§ **EXERCISE DESCRIPTION**
Repeat exactly the lines of the listing from the line containing "sample is flagged" through its last line, and nothing beyond them.

§ **DATA SUPPLIED**

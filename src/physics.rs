//! Closed-form projectile kinematics.
//!
//! Motion is evaluated directly from elapsed simulated time; there is no
//! stepped integrator and no accumulated error between frames.

use crate::config::VisualizerConfig;
use bevy::prelude::*;

/// Inputs to a launch.  Edited through the sliders; snapshotted at launch.
#[derive(Debug, Clone, Copy, PartialEq)]
pub struct LaunchParameters {
    /// Launch speed (m/s), ≥ 0.
    pub speed: f32,
    /// Launch angle above the horizontal (degrees), in [0, 90].
    pub angle_deg: f32,
    /// Height of the launch point (m); may be negative.
    pub initial_height: f32,
    /// Simulated seconds per real second, > 0.
    pub time_scale: f32,
}

impl LaunchParameters {
    /// The slider initial values from the configuration.
    pub fn from_config(config: &VisualizerConfig) -> Self {
        Self {
            speed: config.speed_initial,
            angle_deg: config.angle_initial,
            initial_height: config.height_initial,
            time_scale: config.time_scale_initial,
        }
    }

    /// Launch velocity split into (horizontal, vertical) components.
    pub fn initial_velocity(&self) -> Vec2 {
        let (sin, cos) = self.angle_deg.to_radians().sin_cos();
        Vec2::new(self.speed * cos, self.speed * sin)
    }
}

/// Gravity and ground plane shared by every evaluation.
#[derive(Debug, Clone, Copy, PartialEq)]
pub struct Ballistics {
    /// Downward acceleration (m/s²).
    pub gravity: f32,
    /// Height (m) at which the trajectory is clamped and terminated.
    pub ground_clamp_height: f32,
}

impl Ballistics {
    pub fn from_config(config: &VisualizerConfig) -> Self {
        Self {
            gravity: config.gravity,
            ground_clamp_height: config.ground_clamp_height,
        }
    }

    /// Evaluate the trajectory at simulated time `t` (seconds, clamped to ≥ 0).
    ///
    /// When the height reaches the ground plane it is clamped there and the
    /// sample is flagged `grounded`.
    pub fn evaluate(&self, params: &LaunchParameters, t: f32) -> KinematicSample {
        let t = t.max(0.0);
        let v0 = params.initial_velocity();

        let x = v0.x * t;
        let mut h = params.initial_height + v0.y * t - 0.5 * self.gravity * t * t;
        let velocity = Vec2::new(v0.x, v0.y - self.gravity * t);

        let grounded = h <= self.ground_clamp_height;
        if grounded {
            h = self.ground_clamp_height;
        }

        KinematicSample {
            time: t,
            position: Vec2::new(x, h),
            velocity,
            grounded,
        }
    }
}

/// Position and velocity of the projectile at one instant.
#[derive(Debug, Clone, Copy, PartialEq)]
pub struct KinematicSample {
    /// Simulated time (s) of this sample.
    pub time: f32,
    /// (x, h) in meters.
    pub position: Vec2,
    /// (vx, vy) in m/s, +y up.
    pub velocity: Vec2,
    /// The ground plane was reached; `position.y` is clamped.
    pub grounded: bool,
}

§ **RESPONSE TO THIS EXERCISE**
    /// sample is flagged `grounded`.
    pub fn evaluate(&self, params: &LaunchParameters, t: f32) -> KinematicSample {
        let t = t.max(0.0);
        let v0 = params.initial_velocity();

        let x = v0.x * t;
        let mut h = params.initial_height + v0.y * t - 0.5 * self.gravity * t * t;
        let velocity = Vec2::new(v0.x, v0.y - self.gravity * t);

        let grounded = h <= self.ground_clamp_height;
        if grounded {
            h = self.ground_clamp_height;
        }

        KinematicSample {
            time: t,
            position: Vec2::new(x, h),
            velocity,
            grounded,
        }
    }
}

/// Position and velocity of the projectile at one instant.
#[derive(Debug, Clone, Copy, PartialEq)]
pub struct KinematicSample {
    /// Simulated time (s) of this sample.
    pub time: f32,
    /// (x, h) in meters.
    pub position: Vec2,
    /// (vx, vy) in m/s, +y up.
    pub velocity: Vec2,
    /// The ground plane was reached; `position.y` is clamped.
    pub grounded: bool,
}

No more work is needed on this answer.